Produce an exact copy of the first line of the data below and each line after it, please, up to and including the one with "hash-map iteration order.".

ENTRIES PROVIDED:

BEGIN

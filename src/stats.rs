//! Pair statistics over a token sequence.
//!
//! Counting is a pure function of the sequence. Selection of the pair to
//! merge next is done through [`PairRank`], whose ordering fixes the
//! tie-break so the result never depends on hash-map iteration order.

use std::{cmp::Ordering, collections::HashMap};

use crate::types::{Token, TokenFreq, TokenPair};

/// Counts every adjacent pair `(seq[i], seq[i + 1])`.
///
/// Overlapping occurrences are all counted: `[a, a, a]` yields `(a, a) -> 2`.
/// Sequences shorter than two units yield an empty map.
///
/// # Time Complexity
///
/// O(N) time, O(distinct pairs) space.
pub fn pair_counts(tokens: &[Token]) -> HashMap<TokenPair, TokenFreq> {
    let mut counts = HashMap::new();
    for window in tokens.windows(2) {
        *counts.entry(TokenPair(window[0], window[1])).or_insert(0) += 1;
    }
    counts
}

/// Candidate for the next merge, ranked by frequency.
///
/// Higher frequency ranks higher. Among equal frequencies the
/// lexicographically *smaller* pair ranks higher, so `max()` over ranks is
/// the selection rule used by training.
#[derive(Debug, Clone, Copy, PartialEq, Eq)]
pub struct PairRank {
    /// Frequency count of this token pair.
    pub freq: TokenFreq,

    /// The token pair being ranked.
    pub pair: TokenPair,
}

impl PartialOrd for PairRank {
    fn partial_cmp(&self, other: &Self) -> Option<Ordering> {
        Some(self.cmp(other))
    }
}

impl Ord for PairRank {
    fn cmp(&self, other: &Self) -> Ordering {
        // Reversed pair comparison: smaller pair wins a frequency tie.
        self.freq
            .cmp(&other.freq)
            .then_with(|| other.pair.cmp(&self.pair))
    }
}

/// Selects the pair to merge next.
///
/// Returns the pair with the strictly highest count, breaking ties by the
/// smallest `(first, second)`. `None` when `counts` is empty.
pub fn most_frequent(counts: &HashMap<TokenPair, TokenFreq>) -> Option<PairRank> {
    counts
        .iter()
        .map(|(&pair, &freq)| PairRank { freq, pair })
        .max()
}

END

ANSWER AREA:
filename src/stats.rs
//! Pair statistics over a token sequence.
//!
//! Counting is a pure function of the sequence. Selection of the pair to
//! merge next is done through [`PairRank`], whose ordering fixes the
//! tie-break so the result never depends on hash-map iteration order.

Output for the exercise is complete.